Work required
Every record must be restated exactly as written.

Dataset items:
▶
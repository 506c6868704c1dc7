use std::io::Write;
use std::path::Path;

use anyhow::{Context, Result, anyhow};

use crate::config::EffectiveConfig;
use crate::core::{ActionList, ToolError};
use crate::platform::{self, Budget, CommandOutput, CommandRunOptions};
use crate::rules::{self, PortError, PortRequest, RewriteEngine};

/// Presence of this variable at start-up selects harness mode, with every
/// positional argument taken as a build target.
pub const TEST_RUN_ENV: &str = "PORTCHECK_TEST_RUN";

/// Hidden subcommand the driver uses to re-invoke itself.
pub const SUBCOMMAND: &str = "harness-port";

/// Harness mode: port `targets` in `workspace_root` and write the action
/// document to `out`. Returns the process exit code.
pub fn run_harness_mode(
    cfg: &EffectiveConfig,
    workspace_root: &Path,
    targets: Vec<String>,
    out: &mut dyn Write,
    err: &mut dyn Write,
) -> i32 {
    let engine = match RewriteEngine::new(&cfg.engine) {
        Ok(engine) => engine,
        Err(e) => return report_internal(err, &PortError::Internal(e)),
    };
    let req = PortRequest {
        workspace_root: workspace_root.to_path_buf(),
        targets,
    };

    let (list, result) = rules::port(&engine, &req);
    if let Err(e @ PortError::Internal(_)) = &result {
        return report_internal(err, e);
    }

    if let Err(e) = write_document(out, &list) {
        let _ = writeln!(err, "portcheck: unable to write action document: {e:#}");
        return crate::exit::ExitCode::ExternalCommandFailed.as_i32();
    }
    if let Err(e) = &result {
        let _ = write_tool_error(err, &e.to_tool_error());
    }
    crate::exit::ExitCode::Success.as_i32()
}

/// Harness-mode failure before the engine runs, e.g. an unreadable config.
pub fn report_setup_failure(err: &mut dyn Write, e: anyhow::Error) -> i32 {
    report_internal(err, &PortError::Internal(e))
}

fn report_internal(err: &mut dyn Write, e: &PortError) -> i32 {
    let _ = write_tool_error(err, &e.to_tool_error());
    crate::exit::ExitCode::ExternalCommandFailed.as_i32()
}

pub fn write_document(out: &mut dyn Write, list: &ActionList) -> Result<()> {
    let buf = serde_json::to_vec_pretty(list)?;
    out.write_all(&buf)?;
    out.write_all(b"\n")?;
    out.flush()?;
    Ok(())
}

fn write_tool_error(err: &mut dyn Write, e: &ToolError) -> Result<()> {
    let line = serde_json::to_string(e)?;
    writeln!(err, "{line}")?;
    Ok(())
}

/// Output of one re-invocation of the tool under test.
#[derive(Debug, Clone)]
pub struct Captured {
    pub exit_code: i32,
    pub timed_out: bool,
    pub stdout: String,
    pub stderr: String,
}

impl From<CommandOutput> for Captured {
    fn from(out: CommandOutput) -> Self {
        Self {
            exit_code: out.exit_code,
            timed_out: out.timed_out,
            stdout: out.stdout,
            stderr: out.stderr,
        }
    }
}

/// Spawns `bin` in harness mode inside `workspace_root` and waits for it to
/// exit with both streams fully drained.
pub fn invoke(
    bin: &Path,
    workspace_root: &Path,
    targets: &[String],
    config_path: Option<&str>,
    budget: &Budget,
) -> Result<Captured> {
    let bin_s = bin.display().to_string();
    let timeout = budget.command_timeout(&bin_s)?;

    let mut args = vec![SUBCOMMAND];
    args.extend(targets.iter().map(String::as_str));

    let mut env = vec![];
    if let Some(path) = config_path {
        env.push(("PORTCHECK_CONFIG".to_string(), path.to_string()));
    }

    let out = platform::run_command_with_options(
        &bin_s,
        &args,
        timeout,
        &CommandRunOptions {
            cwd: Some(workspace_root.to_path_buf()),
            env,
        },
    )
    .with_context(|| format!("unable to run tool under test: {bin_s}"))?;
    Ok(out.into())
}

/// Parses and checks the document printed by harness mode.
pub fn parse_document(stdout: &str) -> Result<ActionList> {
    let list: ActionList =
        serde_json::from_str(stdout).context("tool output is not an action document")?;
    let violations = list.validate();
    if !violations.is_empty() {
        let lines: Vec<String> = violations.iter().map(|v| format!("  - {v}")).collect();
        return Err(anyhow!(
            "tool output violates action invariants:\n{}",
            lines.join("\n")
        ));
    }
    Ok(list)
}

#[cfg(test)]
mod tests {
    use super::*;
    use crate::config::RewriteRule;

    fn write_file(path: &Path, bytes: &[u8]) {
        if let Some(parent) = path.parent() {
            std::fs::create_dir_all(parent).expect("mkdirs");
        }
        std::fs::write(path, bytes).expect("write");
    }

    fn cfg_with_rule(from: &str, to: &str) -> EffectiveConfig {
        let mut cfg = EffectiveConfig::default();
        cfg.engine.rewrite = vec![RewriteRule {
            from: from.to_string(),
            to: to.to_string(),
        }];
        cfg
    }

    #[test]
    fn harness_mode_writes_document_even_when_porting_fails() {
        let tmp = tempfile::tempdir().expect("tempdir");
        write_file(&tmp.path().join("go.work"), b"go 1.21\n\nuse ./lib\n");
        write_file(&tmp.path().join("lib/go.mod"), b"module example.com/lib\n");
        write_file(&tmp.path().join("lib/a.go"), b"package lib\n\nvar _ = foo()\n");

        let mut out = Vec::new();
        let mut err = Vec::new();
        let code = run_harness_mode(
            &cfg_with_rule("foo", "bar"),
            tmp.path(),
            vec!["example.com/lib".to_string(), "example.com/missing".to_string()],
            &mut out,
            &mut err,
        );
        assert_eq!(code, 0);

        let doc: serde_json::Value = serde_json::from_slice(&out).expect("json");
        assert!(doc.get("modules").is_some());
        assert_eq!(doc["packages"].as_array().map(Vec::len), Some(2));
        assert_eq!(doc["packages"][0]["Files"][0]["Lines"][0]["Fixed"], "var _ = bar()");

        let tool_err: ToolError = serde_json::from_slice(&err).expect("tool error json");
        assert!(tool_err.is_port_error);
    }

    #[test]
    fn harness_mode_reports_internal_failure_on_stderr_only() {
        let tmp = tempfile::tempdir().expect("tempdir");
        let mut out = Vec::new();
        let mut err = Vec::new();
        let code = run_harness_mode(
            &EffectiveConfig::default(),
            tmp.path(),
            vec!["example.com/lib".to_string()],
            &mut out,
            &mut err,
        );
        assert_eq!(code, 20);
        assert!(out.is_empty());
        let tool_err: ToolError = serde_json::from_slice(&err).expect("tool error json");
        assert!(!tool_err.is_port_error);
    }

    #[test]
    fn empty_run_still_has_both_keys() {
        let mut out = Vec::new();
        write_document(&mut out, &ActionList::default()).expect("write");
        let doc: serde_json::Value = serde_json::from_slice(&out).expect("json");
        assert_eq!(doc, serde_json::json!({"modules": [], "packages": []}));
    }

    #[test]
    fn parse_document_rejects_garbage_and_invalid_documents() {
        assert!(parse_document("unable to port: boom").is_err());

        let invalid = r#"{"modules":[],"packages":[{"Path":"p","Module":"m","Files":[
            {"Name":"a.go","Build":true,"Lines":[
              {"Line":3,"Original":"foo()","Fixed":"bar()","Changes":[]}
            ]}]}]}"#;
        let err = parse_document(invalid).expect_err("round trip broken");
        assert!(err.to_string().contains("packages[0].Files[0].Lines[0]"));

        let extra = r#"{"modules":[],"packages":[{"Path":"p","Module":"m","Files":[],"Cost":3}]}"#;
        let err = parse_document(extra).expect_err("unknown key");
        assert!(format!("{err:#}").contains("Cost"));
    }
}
◀
Solution to this exercise
repository 506c6868704c1dc7
use std::io::Write;
use std::path::Path;

use anyhow::{Context, Result, anyhow};

use crate::config::EffectiveConfig;
use crate::core::{ActionList, ToolError};
use crate::platform::{self, Budget, CommandOutput, CommandRunOptions};
use crate::rules::{self, PortError, PortRequest, RewriteEngine};

/// Presence of this variable at start-up selects harness mode, with every
/// positional argument taken as a build target.
pub const TEST_RUN_ENV: &str = "PORTCHECK_TEST_RUN";

/// Hidden subcommand the driver uses to re-invoke itself.
pub const SUBCOMMAND: &str = "harness-port";

/// Harness mode: port `targets` in `workspace_root` and write the action
/// document to `out`. Returns the process exit code.
pub fn run_harness_mode(
    cfg: &EffectiveConfig,
    workspace_root: &Path,
    targets: Vec<String>,
    out: &mut dyn Write,
    err: &mut dyn Write,
) -> i32 {
    let engine = match RewriteEngine::new(&cfg.engine) {
        Ok(engine) => engine,
        Err(e) => return report_internal(err, &PortError::Internal(e)),
    };
    let req = PortRequest {
        workspace_root: workspace_root.to_path_buf(),
        targets,
    };

    let (list, result) = rules::port(&engine, &req);
    if let Err(e @ PortError::Internal(_)) = &result {
        return report_internal(err, e);
    }

    if let Err(e) = write_document(out, &list) {
        let _ = writeln!(err, "portcheck: unable to write action document: {e:#}");
        return crate::exit::ExitCode::ExternalCommandFailed.as_i32();
    }
    if let Err(e) = &result {
        let _ = write_tool_error(err, &e.to_tool_error());
    }
    crate::exit::ExitCode::Success.as_i32()
}

/// Harness-mode failure before the engine runs, e.g. an unreadable config.
pub fn report_setup_failure(err: &mut dyn Write, e: anyhow::Error) -> i32 {
    report_internal(err, &PortError::Internal(e))
}

fn report_internal(err: &mut dyn Write, e: &PortError) -> i32 {
    let _ = write_tool_error(err, &e.to_tool_error());
    crate::exit::ExitCode::ExternalCommandFailed.as_i32()
}

pub fn write_document(out: &mut dyn Write, list: &ActionList) -> Result<()> {
    let buf = serde_json::to_vec_pretty(list)?;
    out.write_all(&buf)?;
    out.write_all(b"\n")?;
    out.flush()?;
    Ok(())
}

fn write_tool_error(err: &mut dyn Write, e: &ToolError) -> Result<()> {
    let line = serde_json::to_string(e)?;
    writeln!(err, "{line}")?;
    Ok(())
}

/// Output of one re-invocation of the tool under test.
#[derive(Debug, Clone)]
pub struct Captured {
    pub exit_code: i32,
    pub timed_out: bool,
    pub stdout: String,
    pub stderr: String,
}

impl From<CommandOutput> for Captured {
    fn from(out: CommandOutput) -> Self {
        Self {
            exit_code: out.exit_code,
            timed_out: out.timed_out,
            stdout: out.stdout,
            stderr: out.stderr,
        }
    }
}

/// Spawns `bin` in harness mode inside `workspace_root` and waits for it to
/// exit with both streams fully drained.
pub fn invoke(
    bin: &Path,
    workspace_root: &Path,
    targets: &[String],
    config_path: Option<&str>,
    budget: &Budget,
) -> Result<Captured> {
    let bin_s = bin.display().to_string();
    let timeout = budget.command_timeout(&bin_s)?;

    let mut args = vec![SUBCOMMAND];
    args.extend(targets.iter().map(String::as_str));

    let mut env = vec![];
    if let Some(path) = config_path {
        env.push(("PORTCHECK_CONFIG".to_string(), path.to_string()));
    }

    let out = platform::run_command_with_options(
        &bin_s,
        &args,
        timeout,
        &CommandRunOptions {
            cwd: Some(workspace_root.to_path_buf()),
            env,
        },
    )
    .with_context(|| format!("unable to run tool under test: {bin_s}"))?;
    Ok(out.into())
}

/// Parses and checks the document printed by harness mode.
pub fn parse_document(stdout: &str) -> Result<ActionList> {
    let list: ActionList =
        serde_json::from_str(stdout).context("tool output is not an action document")?;
    let violations = list.validate();
    if !violations.is_empty() {
        let lines: Vec<String> = violations.iter().map(|v| format!("  - {v}")).collect();
        return Err(anyhow!(
            "tool output violates action invariants:\n{}",
            lines.join("\n")
        ));
    }
    Ok(list)
}

#[cfg(test)]
mod tests {
    use super::*;
    use crate::config::RewriteRule;

    fn write_file(path: &Path, bytes: &[u8]) {
        if let Some(parent) = path.parent() {
            std::fs::create_dir_all(parent).expect("mkdirs");
        }
        std::fs::write(path, bytes).expect("write");
    }

    fn cfg_with_rule(from: &str, to: &str) -> EffectiveConfig {
        let mut cfg = EffectiveConfig::default();
        cfg.engine.rewrite = vec![RewriteRule {
            from: from.to_string(),
            to: to.to_string(),
        }];
        cfg
    }

    #[test]
    fn harness_mode_writes_document_even_when_porting_fails() {
        let tmp = tempfile::tempdir().expect("tempdir");
        write_file(&tmp.path().join("go.work"), b"go 1.21\n\nuse ./lib\n");
        write_file(&tmp.path().join("lib/go.mod"), b"module example.com/lib\n");
        write_file(&tmp.path().join("lib/a.go"), b"package lib\n\nvar _ = foo()\n");

        let mut out = Vec::new();
        let mut err = Vec::new();
        let code = run_harness_mode(
            &cfg_with_rule("foo", "bar"),
            tmp.path(),
            vec!["example.com/lib".to_string(), "example.com/missing".to_string()],
            &mut out,
            &mut err,
        );
        assert_eq!(code, 0);

        let doc: serde_json::Value = serde_json::from_slice(&out).expect("json");
        assert!(doc.get("modules").is_some());
        assert_eq!(doc["packages"].as_array().map(Vec::len), Some(2));
        assert_eq!(doc["packages"][0]["Files"][0]["Lines"][0]["Fixed"], "var _ = bar()");

        let tool_err: ToolError = serde_json::from_slice(&err).expect("tool error json");
        assert!(tool_err.is_port_error);
    }

    #[test]
    fn harness_mode_reports_internal_failure_on_stderr_only() {
        let tmp = tempfile::tempdir().expect("tempdir");
        let mut out = Vec::new();
        let mut err = Vec::new();
        let code = run_harness_mode(
            &EffectiveConfig::default(),
            tmp.path(),
            vec!["example.com/lib".to_string()],
            &mut out,
            &mut err,
        );
        assert_eq!(code, 20);
        assert!(out.is_empty());
        let tool_err: ToolError = serde_json::from_slice(&err).expect("tool error json");
        assert!(!tool_err.is_port_error);
    }

    #[test]
    fn empty_run_still_has_both_keys() {
        let mut out = Vec::new();
        write_document(&mut out, &ActionList::default()).expect("write");
        let doc: serde_json::Value = serde_json::from_slice(&out).expect("json");
        assert_eq!(doc, serde_json::json!({"modules": [], "packages": []}));
    }

    #[test]
    fn parse_document_rejects_garbage_and_invalid_documents() {
        assert!(parse_document("unable to port: boom").is_err());

        let invalid = r#"{"modules":[],"packages":[{"Path":"p","Module":"m","Files":[
            {"Name":"a.go","Build":true,"Lines":[
              {"Line":3,"Original":"foo()","Fixed":"bar()","Changes":[]}
            ]}]}]}"#;
        let err = parse_document(invalid).expect_err("round trip broken");
        assert!(err.to_string().contains("packages[0].Files[0].Lines[0]"));

        let extra = r#"{"modules":[],"packages":[{"Path":"p","Module":"m","Files":[],"Cost":3}]}"#;
        let err = parse_document(extra).expect_err("unknown key");
        assert!(format!("{err:#}").contains("Cost"));
    }
}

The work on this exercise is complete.